There were approximately 13.6 million millionaires in the world at the end of 2016, and their wealth stood at $69 trillion.
According to the report, global wealth migration is accelerating. Last year, around 82,000 millionaires migrated worldwide, which is up from 64,000 in 2015.
An estimated 11,000 millionaires made their way to Australia, making it the number one country for millionaire migrants. The US ranked second with 10,000 wealthy arriving, followed by Canada with 8,000.
The choice of Australia by the wealthy is mainly due to its location. It makes it an excellent base for doing business in emerging Asian countries such as Hong Kong, Korea, Singapore, and Vietnam.
Australia has one of the leading healthcare systems in the world which also makes it an attractive destination.
In 2015, the country announced a "fast-track visa" program for wealthy immigrants looking to invest in Australia, while Sydney City Council implemented strategy for tech sector growth.
When it comes to deciding whether to move and where to live, millionaires are looking mainly for a good education for their children and personal safety, said Andrew Amoils of New World Wealth.

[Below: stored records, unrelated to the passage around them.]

//! Block Identifier Codec
//!
//! Packs `(sequence, task_attempt_id, partition_id)` into one 64-bit id.
//!
//! ## Layout (most significant first)
//! ```text
//! ┌───┬──────────────────┬───────────────────────┬──────────────────────┐
//! │ 0 │ sequence (18)    │ task_attempt_id (21)  │ partition_id (24)    │
//! └───┴──────────────────┴───────────────────────┴──────────────────────┘
//!  63  62            45   44                 24   23                  0
//! ```
//!
//! Writers and readers of one job must agree on these widths. A mismatch
//! cannot be detected at runtime, so the widths are constants rather than
//! configuration.

use std::fmt;

use serde::{Deserialize, Serialize};

use crate::error::{Result, ShuffleError};

/// Width of the partition id field
pub const PARTITION_ID_BITS: u32 = 24;

/// Width of the task attempt id field
pub const TASK_ATTEMPT_ID_BITS: u32 = 21;

/// Width of the per-writer sequence field
pub const SEQUENCE_NO_BITS: u32 = 18;

pub const MAX_PARTITION_ID: u64 = (1 << PARTITION_ID_BITS) - 1;
pub const MAX_TASK_ATTEMPT_ID: u64 = (1 << TASK_ATTEMPT_ID_BITS) - 1;

/// Largest sequence number. Reserved: no writer ever hands it out, so an id
/// built with it names a block that cannot exist.
pub const MAX_SEQUENCE_NO: u64 = (1 << SEQUENCE_NO_BITS) - 1;

const TASK_ATTEMPT_ID_SHIFT: u32 = PARTITION_ID_BITS;
const SEQUENCE_NO_SHIFT: u32 = PARTITION_ID_BITS + TASK_ATTEMPT_ID_BITS;

/// A 64-bit block identifier
#[derive(Debug, Clone, Copy, PartialEq, Eq, PartialOrd, Ord, Hash, Serialize, Deserialize)]
pub struct BlockId(u64);

impl BlockId {
    /// Encode the three fields into a block id.
    ///
    /// Fails with `BlockIdOverflow` when a field does not fit its width.
    pub fn new(sequence: u64, task_attempt_id: u64, partition_id: u64) -> Result<Self> {
        check_width("sequence", sequence, SEQUENCE_NO_BITS)?;
        check_width("task_attempt_id", task_attempt_id, TASK_ATTEMPT_ID_BITS)?;
        check_width("partition_id", partition_id, PARTITION_ID_BITS)?;

        Ok(Self(
            (sequence << SEQUENCE_NO_SHIFT)
                | (task_attempt_id << TASK_ATTEMPT_ID_SHIFT)
                | partition_id,
        ))
    }

    /// Id of a block that no writer can produce, for the given task and partition
    pub fn impossible(task_attempt_id: u64, partition_id: u64) -> Result<Self> {
        Self::new(MAX_SEQUENCE_NO, task_attempt_id, partition_id)
    }

    /// Wrap a raw id read back from storage
    pub const fn from_raw(raw: u64) -> Self {
        Self(raw)
    }

    pub const fn as_u64(self) -> u64 {
        self.0
    }

    /// Decode into `(sequence, task_attempt_id, partition_id)`
    pub fn decode(self) -> (u64, u64, u64) {
        (self.sequence(), self.task_attempt_id(), self.partition_id())
    }

    pub fn sequence(self) -> u64 {
        (self.0 >> SEQUENCE_NO_SHIFT) & MAX_SEQUENCE_NO
    }

    pub fn task_attempt_id(self) -> u64 {
        (self.0 >> TASK_ATTEMPT_ID_SHIFT) & MAX_TASK_ATTEMPT_ID
    }

    pub fn partition_id(self) -> u64 {
        self.0 & MAX_PARTITION_ID
    }
}

impl From<u64> for BlockId {
    fn from(raw: u64) -> Self {
        Self(raw)
    }
}

impl From<BlockId> for u64 {
    fn from(id: BlockId) -> Self {
        id.0
    }
}

impl fmt::Display for BlockId {
    fn fmt(&self, f: &mut fmt::Formatter<'_>) -> fmt::Result {
        let (seq, task, partition) = self.decode();
        write!(f, "{}[seq={}, task={}, partition={}]", self.0, seq, task, partition)
    }
}

fn check_width(field: &'static str, value: u64, bits: u32) -> Result<()> {
    if value >> bits != 0 {
        return Err(ShuffleError::BlockIdOverflow { field, value, bits });
    }
    Ok(())
}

"They want the best schools for their children and to feel safe. Climate, health care and cleanliness all follow those top two," he said.
The study showed that over the past ten years, total wealth in Australia has risen by 85 percent compared to 30 percent growth in the US and 28 percent growth in the UK.
“As a result, the average Australian is now significantly wealthier than the average US or UK citizen, which was not the case ten years ago.”
The most millionaires were moving from France, the research found. Around 12,000 millionaires left the country last year. China ranked second in millionaire flight, with 9,000 leaving, followed by Brazil with 8,000.
Millionaires are leaving France because of high taxes on the wealthy as well as rising religious tension, Amoils said. He added that in China, the fleeing rich were being replaced by an ever larger number of new millionaires.
Global wealth is expected to rise by 35 percent over the next decade, the report projected, adding the top performing wealth generating markets will be Vietnam, China, India, Mauritius and Sri Lanka.